Currently, the network has 17 stations spread across several regions of the Pyrenees: Alt Empordà, Alt Urgell, Cerdanya, Noguera, Osona, Pallars Jussà, Pallars Sobirà and Solsonès.
Finally, the integration of XMS-Cat data into the International Soil Moisture Network (ISMN) portal (https://ismn.earth/en/dataviewer/) expands the scope of these data for international research, offering points of comparison and cross-validation with other soil networks on a global scale (Dorigo et al., 2021).
Station table
References
- Dorigo, W. A., Gruber, A., Scanlon, T., Ford, T. W., Hahn, S., & Van der Schalie, R. (2021). The International Soil Moisture Network: Serving Earth system science for over a decade. Earth System Science Data, 13(4), 2345–2364. https://doi.org/10.5194/essd-13-2345-2021
- ICGC (2014).
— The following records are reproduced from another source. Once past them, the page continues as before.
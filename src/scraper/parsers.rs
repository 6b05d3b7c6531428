use crate::dom::Element;
use crate::error::{Error, Result};
use crate::models::TextTable;

/// Column predicate: 1-based column index and a test on the cell's text.
pub type ColumnPredicate<'a> = (usize, &'a (dyn Fn(&str) -> bool + Send + Sync));

// ── Cells ─────────────────────────────────────────────────────────────────────

pub fn href(el: &Element) -> Result<&str> {
    el.attr("href")
        .filter(|h| !h.is_empty())
        .ok_or_else(|| Error::element("Element has no href attribute."))
}

/// `href` of the first direct child `<a>`.
pub fn hyperlink_href(cell: &Element) -> Result<String> {
    let a = cell
        .find_child("a")
        .ok_or_else(|| Error::element("Expected child <a> is missing."))?;
    Ok(href(a)?.to_string())
}

/// Absolute URL of the first `href` in the subtree, `None` when there is none.
pub fn url_from_href(el: &Element, base: &str) -> Option<String> {
    std::iter::once(el)
        .chain(el.descendants())
        .find_map(|e| e.attr("href").filter(|h| !h.is_empty()))
        .map(|h| absolute_url(base, h))
}

pub fn absolute_url(base: &str, href: &str) -> String {
    if href.starts_with("http://") || href.starts_with("https://") {
        return href.to_string();
    }
    format!("{}{}", base.trim_end_matches('/'), href)
}

pub fn stripped_text_e(el: &Element) -> Result<String> {
    match el.stripped_text() {
        t if t.is_empty() => Err(Error::element("Element contains no text.")),
        t => Ok(t),
    }
}

pub fn first_stripped_text_e(el: &Element) -> Result<String> {
    match el.first_stripped_text() {
        t if t.is_empty() => Err(Error::element("Element contains no text.")),
        t => Ok(t),
    }
}

// ── Tables ────────────────────────────────────────────────────────────────────

pub fn sections(table: &Element) -> Result<(&Element, &Element)> {
    match (table.find_child("thead"), table.find_child("tbody")) {
        (Some(thead), Some(tbody)) => Ok((thead, tbody)),
        (None, None) => Err(Error::element("<table> is missing <thead> and <tbody>.")),
        (None, _) => Err(Error::element("<table> is missing <thead>.")),
        (_, None) => Err(Error::element("<table> is missing <tbody>.")),
    }
}

/// Header rows followed by body rows.
pub fn rows(table: &Element) -> Result<Vec<&Element>> {
    let (thead, tbody) = sections(table)?;
    Ok(thead
        .child_elements()
        .chain(tbody.child_elements())
        .filter(|tr| tr.name() == "tr")
        .collect())
}

/// First non-empty text of every cell, row by row.
pub fn first_stripped_text(table: &Element) -> Result<TextTable> {
    Ok(rows(table)?
        .into_iter()
        .map(|tr| tr.child_elements().map(Element::first_stripped_text).collect())
        .collect())
}

/// Leading text of every cell, row by row.
pub fn stripped_text(table: &Element) -> Result<TextTable> {
    Ok(rows(table)?
        .into_iter()
        .map(|tr| tr.child_elements().map(Element::stripped_text).collect())
        .collect())
}

/// The `i`-th (1-based) `<td>` of every body row that has one.
pub fn column(tbody: &Element, i: usize) -> Result<Vec<&Element>> {
    let cells: Vec<&Element> = tbody
        .descend(&["tr"])
        .into_iter()
        .filter_map(|tr| cell(tr, i))
        .collect();
    if cells.is_empty() {
        return Err(Error::element(format!(
            "Index {i} is greater than the number of columns in <tbody>."
        )));
    }
    Ok(cells)
}

/// The `i`-th (1-based) `<td>` of a row.
pub fn cell(tr: &Element, i: usize) -> Option<&Element> {
    i.checked_sub(1)
        .and_then(|i| tr.child_elements().filter(|c| c.name() == "td").nth(i))
}

/// Copy of `tbody` keeping only rows whose cells satisfy every predicate.
/// A row lacking a predicate's column is dropped.
pub fn filtered_tbody(tbody: &Element, predicates: &[ColumnPredicate<'_>]) -> Element {
    let mut subset = Element::new(tbody.name());
    subset.extend_elements(
        tbody
            .child_elements()
            .filter(|tr| {
                predicates.iter().all(|(i, f)| {
                    cell(tr, *i).is_some_and(|td| f(&td.first_stripped_text()))
                })
            })
            .cloned(),
    );
    subset
}

/// Replaces non-breaking spaces in column `i` (0-based) of every row.
pub fn replace_nbsp(i: usize, rows: &mut TextTable) {
    for cell in rows.iter_mut().filter_map(|row| row.get_mut(i)) {
        if cell.contains('\u{a0}') {
            *cell = cell.replace('\u{a0}', " ");
        }
    }
}

#[cfg(test)]
mod tests {
    use super::*;

    fn table() -> Element {
        Element::parse(
            r#"<table><thead><tr><th><a>Datum</a></th><th>Match</th><th>Res</th></tr></thead>
            <tbody>
              <tr><td>2012-05-02</td><td> Dackarna - Piraterna </td><td><a href="/Result/1">Matchresultat</a></td></tr>
              <tr><td>2012-05-09</td><td>Indianerna - Vargarna</td><td>Inställd</td></tr>
              <tr><td>2012-05-16</td><td>Masarna - Lejonen</td><td><a href="/Result/3">Matchresultat</a></td></tr>
            </tbody></table>"#,
        )
        .unwrap()
    }

    #[test]
    fn test_missing_sections() {
        let bare = Element::parse("<table><tr><td>x</td></tr></table>").unwrap();
        // the HTML parser inserts <tbody>
        assert_eq!(
            sections(&bare).err().unwrap().to_string(),
            "<table> is missing <thead>."
        );
        let empty = Element::new("table");
        assert_eq!(
            rows(&empty).err().unwrap().to_string(),
            "<table> is missing <thead> and <tbody>."
        );
    }

    #[test]
    fn test_text_tables() {
        let t = table();
        let first = first_stripped_text(&t).unwrap();
        assert_eq!(first[0], vec!["Datum", "Match", "Res"]);
        assert_eq!(first[1][1], "Dackarna - Piraterna");
        assert_eq!(first[1][2], "Matchresultat");

        let leading = stripped_text(&t).unwrap();
        assert_eq!(leading[0][0], "");
        assert_eq!(leading[2][2], "Inställd");
    }

    #[test]
    fn test_column_is_one_based() {
        let t = table();
        let tbody = t.find_child("tbody").unwrap();
        let dates: Vec<String> = column(tbody, 1)
            .unwrap()
            .into_iter()
            .map(Element::first_stripped_text)
            .collect();
        assert_eq!(dates, vec!["2012-05-02", "2012-05-09", "2012-05-16"]);
        assert!(column(tbody, 0).is_err());
        assert!(column(tbody, 4).is_err());
    }

    #[test]
    fn test_filtered_tbody_applies_every_predicate() {
        let t = table();
        let tbody = t.find_child("tbody").unwrap();
        let is_result = |s: &str| s == "Matchresultat";
        let not_may_16 = |s: &str| s != "2012-05-16";
        let predicates: [ColumnPredicate<'_>; 2] = [(3, &is_result), (1, &not_may_16)];
        let subset = filtered_tbody(tbody, &predicates);
        assert_eq!(subset.child_elements().count(), 1);
        let hrefs: Vec<String> = column(&subset, 3)
            .unwrap()
            .into_iter()
            .map(|td| hyperlink_href(td).unwrap())
            .collect();
        assert_eq!(hrefs, vec!["/Result/1"]);
    }

    #[test]
    fn test_urls() {
        let t = table();
        let tbody = t.find_child("tbody").unwrap();
        let cells = column(tbody, 3).unwrap();
        assert_eq!(
            url_from_href(cells[0], "https://ta.svemo.se").as_deref(),
            Some("https://ta.svemo.se/Result/1")
        );
        assert_eq!(url_from_href(cells[1], "https://ta.svemo.se"), None);
        assert!(hyperlink_href(cells[1]).is_err());
        assert_eq!(absolute_url("https://a/", "https://b/x"), "https://b/x");
    }

    #[test]
    fn test_replace_nbsp_only_touches_column() {
        let mut rows = vec![
            vec!["a\u{a0}b".to_string(), "c\u{a0}d".to_string()],
            vec!["e".to_string()],
        ];
        replace_nbsp(0, &mut rows);
        assert_eq!(rows[0], vec!["a b", "c\u{a0}d"]);
        assert_eq!(rows[1], vec!["e"]);
    }
}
Estimació dels règims climàtics de Catalunya segons la classificació de la Soil taxonomy (SSS, 1999). Informes tècnics de l’Institut Cartogràfic i Geològic de Catalunya, ED-0005/14, 40 p., Generalitat de Catalunya.
- ICGC i DARP (2019). Mapa de sòls de Catalunya 1:250.000 (MSC250M). Institut Cartogràfic i Geològic de Catalunya i Departament d'Agricultura, Ramaderia, Pesca i Alimentació. Barcelona. ISBN: 978-84-393-9821-9 (imprés), 978-84-393-9836-3 (GeoPDF).
- International Soil Moisture Network (ISMN). (2023). Data viewer. https://ismn.earth/en/dataviewer/
- Robinson, D. A., Jones, S. B., Wraith, J. M., Or, D., & Friedman, S. P. (2003). A review of advances in dielectric and electrical conductivity measurement in soils using time domain reflectometry. Vadose Zone Journal, 2(4), 444–475. https://doi.org/10.2113/2.4.444
- Rosenbaum, U., Huisman, J. A., Weuthen, A., Vereecken, H., & Bogena, H. R. (2010). Sensor-to-sensor variability of the ECH2O EC-5, TE, and 5TE sensors in dielectric liquids. Vadose Zone Journal, 9(1), 181–186. https://doi.org/10.2136/vzj2009.0036
- Soil Science Society of America (SSSA). (2017). Methods of soil analysis: Physical methods (SSSA Book Series No. 5). Madison, WI: SSSA.
- Soil Survey Staff. (1999). Soil taxonomy: A basic system of soil classification for making and interpreting soil surveys (2nd ed.). USDA Agriculture Handbook No. 436.